Almost 60 years ago a handful of personal injury attorneys met and formed what is now known as the Connecticut Trial Lawyers Association. From those humble beginnings, the CTLA has grown into the force which it is today. As an organization we have become the leading voice at the Capital for protecting the civil jury system. Not only do we serve others, we serve our own members with seminars that are consistently terrific. The CTLA Listserve has become an invaluable practice tool to most of our membership. The list of services we provide for our members seems endless. However, above all, we remain committed to protecting the rights of the injured.
In order to achieve our goals we have pursued legislation, provided testimony, and met with our elected officials to not only effect change, but maintain the rights of our clients which are often under attack. However, I do not think we can focus all our energies solely on the Capital. We need to work harder with our colleagues on the Bench. Through rule making and collaboration, we not only should be able to make their and our jobs easier, but also we can help make the court system more efficient. Further, by partnering with the Connecticut Defense Lawyers Association on those issues where we have common interest, we can fix obvious problems.
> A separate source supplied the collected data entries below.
//! Error types for provisioning.

use std::time::Duration;

use thiserror::Error;

use crate::process::ProcessError;
use crate::provision::backoff::InvalidRetryPolicy;
use crate::provision::mssql::escape::InvalidIdentifier;
use crate::provision::mssql::password::PasswordPolicyError;

/// Result type for provisioning operations.
pub type Result<T> = std::result::Result<T, ProvisionError>;

/// Errors that can occur while resolving options or creating a container.
#[derive(Debug, Error)]
pub enum ProvisionError {
    /// Retry parameters violate their invariants.
    #[error("Invalid retry policy: {0}")]
    InvalidRetryPolicy(#[from] InvalidRetryPolicy),

    /// The password was rejected by the engine's policy.
    #[error("Password does not meet the requirements: {0}")]
    PasswordPolicy(#[from] PasswordPolicyError),

    /// A name cannot be used as a SQL identifier.
    #[error("Invalid identifier: {0}")]
    InvalidIdentifier(#[from] InvalidIdentifier),

    /// A subprocess failed to start or exited nonzero.
    #[error(transparent)]
    Process(#[from] ProcessError),

    /// The SQL client reported a statement failure.
    #[error("SQL error (severity {level}):\n{output}")]
    Sql {
        /// Parsed severity level.
        level: u32,
        /// Raw client output.
        output: String,
    },

    /// The SQL client produced output that looks like an error header but
    /// cannot be parsed.
    #[error("Malformed SQL client output: {reason}")]
    MalformedOutput {
        /// What could not be parsed.
        reason: String,
    },

    /// The database did not become reachable in time.
    #[error("Database was not ready within {timeout:?} ({attempts} attempts){}", last_error_suffix(.last_error))]
    Timeout {
        /// Total time allowed.
        timeout: Duration,
        /// Number of probes made.
        attempts: u32,
        /// Last probe failure.
        last_error: Option<String>,
    },

    /// A required option was not supplied.
    #[error("Missing {name}: {hint}")]
    MissingParameter {
        /// Option name.
        name: &'static str,
        /// How to supply it.
        hint: String,
    },

    /// Interactive input failed or was cancelled.
    #[error("Interactive input failed: {reason}")]
    Prompt {
        /// Reason for failure.
        reason: String,
    },
}

fn last_error_suffix(last_error: &Option<String>) -> String {
    match last_error {
        Some(e) => format!(": {}", e.trim()),
        None => String::new(),
    }
}

#[cfg(test)]
mod tests {
    use super::*;

    #[test]
    fn test_timeout_message_includes_last_error() {
        let err = ProvisionError::Timeout {
            timeout: Duration::from_secs(60),
            attempts: 9,
            last_error: Some("Login timeout expired\n".to_string()),
        };
        assert_eq!(
            err.to_string(),
            "Database was not ready within 60s (9 attempts): Login timeout expired"
        );
    }

    #[test]
    fn test_password_error_wraps_reason() {
        let err = ProvisionError::from(PasswordPolicyError::TooShort { min: 10 });
        assert!(err.to_string().contains("at least 10"));
    }
}
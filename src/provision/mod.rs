//! Disposable database containers.
//!
//! The coordinator merges command-line input, wizard answers and engine
//! defaults into a [`ProvisionRequest`], then hands it to one of the
//! [`Engine`] implementations. All side effects go through a
//! [`CommandRunner`](crate::process::CommandRunner).
//!
//! # Architecture
//!
//! ```text
//! ┌──────────────────────────────────────────────────────────────────────┐
//! │                           coordinator                                │
//! │                                                                      │
//! │   select_engine() ──▶ resolve() ──▶ provision()                      │
//! │                          │               │                           │
//! │           (password checked before       ▼                           │
//! │            any process runs)      ┌──────────────┐                   │
//! │                                   │ Engine       │                   │
//! │                                   │  ::create()  │                   │
//! │                                   └──────┬───────┘                   │
//! │            ┌──────────────┬──────────────┼──────────────┐            │
//! │            ▼              ▼              ▼              ▼            │
//! │      Postgres/MySql   Mongo/Redis     SqlServer                      │
//! │      (docker run)     (docker run)       │                           │
//! │                                          ▼                           │
//! │                              docker run ─▶ wait_for(probe)           │
//! │                                          ─▶ bootstrap steps          │
//! │                                             (sqlcmd via SqlSession)  │
//! └──────────────────────────────────────────────────────────────────────┘
//! ```
//!
//! # Example
//!
//! ```rust,no_run
//! use dockdb::config::ProvisionConfig;
//! use dockdb::process::ShellRunner;
//! use dockdb::provision::{EngineKind, ProvisionInput, provision, resolve};
//!
//! # async fn example() -> Result<(), dockdb::provision::ProvisionError> {
//! let config = ProvisionConfig::default();
//! let engine = EngineKind::Postgres.engine(&config);
//! let request = resolve(engine.as_ref(), ProvisionInput::default(), None)?;
//! let created = provision(engine.as_ref(), &ShellRunner::new(false), &request).await?;
//! println!("{} is running", created.name);
//! # Ok(())
//! # }
//! ```

pub mod backoff;
pub mod coordinator;
pub mod engine;
pub mod engines;
pub mod error;
pub mod mssql;
pub mod names;
pub mod progress;
pub mod request;

pub use backoff::{BackoffError, InvalidRetryPolicy, RetryPolicy, wait_for};
pub use coordinator::{
    DEFAULT_DATABASE, Prompter, ProvisionInput, Validator, provision, resolve, select_engine,
};
pub use engine::{Capabilities, CreatedContainer, DefaultSettings, Engine, EngineKind};
pub use engines::{Mongo, MySql, Postgres, Redis};
pub use error::{ProvisionError, Result};
pub use mssql::SqlServer;
pub use request::ProvisionRequest;
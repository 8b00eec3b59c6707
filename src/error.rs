//! Crate-level error types that are not tied to provisioning itself.

use thiserror::Error;

/// Errors raised while resolving configuration from the environment.
#[derive(Debug, Error)]
pub enum ConfigError {
    /// A variable is set but its value cannot be used.
    #[error("Invalid value for {key}: {message}")]
    InvalidValue {
        /// Environment variable name.
        key: String,
        /// What is wrong with it.
        message: String,
    },
}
The American Association for Justice (AAJ) recently invited the Presidents of each state Trial Lawyer Association to a conference in Washington, where we collaborated and shared information. I can assure you the CTLA is doing very well compared to our peers from other states. Our membership numbers have been consistent even in a down economy. Onerous pre-suit requirements that serve neither plaintiffs nor defendants have been avoided. Our Constitution assures our continuing right to individual voir dire. Most importantly, we have a dedicated, independent and talented Judiciary.
We cannot, however, become complacent. If anything is certain, it is that this Spring we will be faced with many proposals at the Capital that will adversely affect the fair jury system, our clients and our livelihoods. There really is strength in numbers. If you have a person in your firm who is not a member of CTLA, please consider signing them up for just a base level membership. It is so very important to keep our membership numbers up.
The overwhelming majority of our members remains solo practitioners or come from small firms. Most of our members do not practice personal injury exclusively and their personal injury caseload is comprised of car accident claims, fall downs, and workers compensation cases. We need to continue to make sure that CTLA is serving the needs of all these members. If you have any ideas for how CTLA can improve your practices or your lives, please do not hesitate to bring those to my attention. That is not an empty invitation. I have spent countless hours over the past 20 years giving my time and energy to the CTLA. I very much want to see it continue to succeed and serve its members.
We have a core group of people who share these beliefs. Our Board of Governors is a working Board. The members of the Board are generally the people who we rely upon to testify at the Capital, support candidates who defend the civil justice system, and shepherd our organization. We have committee members who spend their time writing amicus briefs, thinking of ways to change the perception of lawyers, or coming up with legislative proposals. We have an office staff that works tirelessly to meet our goals. And most importantly, we have our members. Perhaps nothing is more impressive about our membership than when someone posts a question on Listserve and within minutes other members are sharing briefs that took many hours of their time to write. Why do they do that? Because they realize that we are all in this together.
I encourage each of you to become more involved in the CTLA. Join a committee. Attend a meeting. You will meet people with whom you will develop lifelong friendships.
Years ago I tried a routine car accident case in New Haven. The jury came back with a verdict which was a little less than I wanted and a little more than the carrier wanted to pay. The trial judge, who still sits on the bench in a different venue, addressed the jury after the verdict. He told them that they had come back with a just result. He explained to them that our court system is under constant attack in the public arena. The media only reports on verdicts that are perceived as being very high or very low, portraying the system as broken. However, he explained, every single day juries around Connecticut are coming back with verdicts that are fair. He then encouraged each of them to tell their families, friends, and co-workers that they had sat on a jury and that our system works.
Our system does work and it is the job of each of us to protect it. We also need to educate our legislators and the public that it works.
Lastly, let me thank each of you for this opportunity to serve you as President of the CTLA. For the past six years, as I have worked my way up the officer chain, I have had the opportunity to see and work with some truly amazing people who have served CTLA as President. Each one of them did the job because they believe in the organization. Each one of them did it well and with their own style. It is an honor to join their ranks.
Thank you and please let me know if there is any way I can serve you.
Doug Mahoney, CTLA’s current Board President, is a partner of Tremont & Sheldon, P.C. in Bridgeport.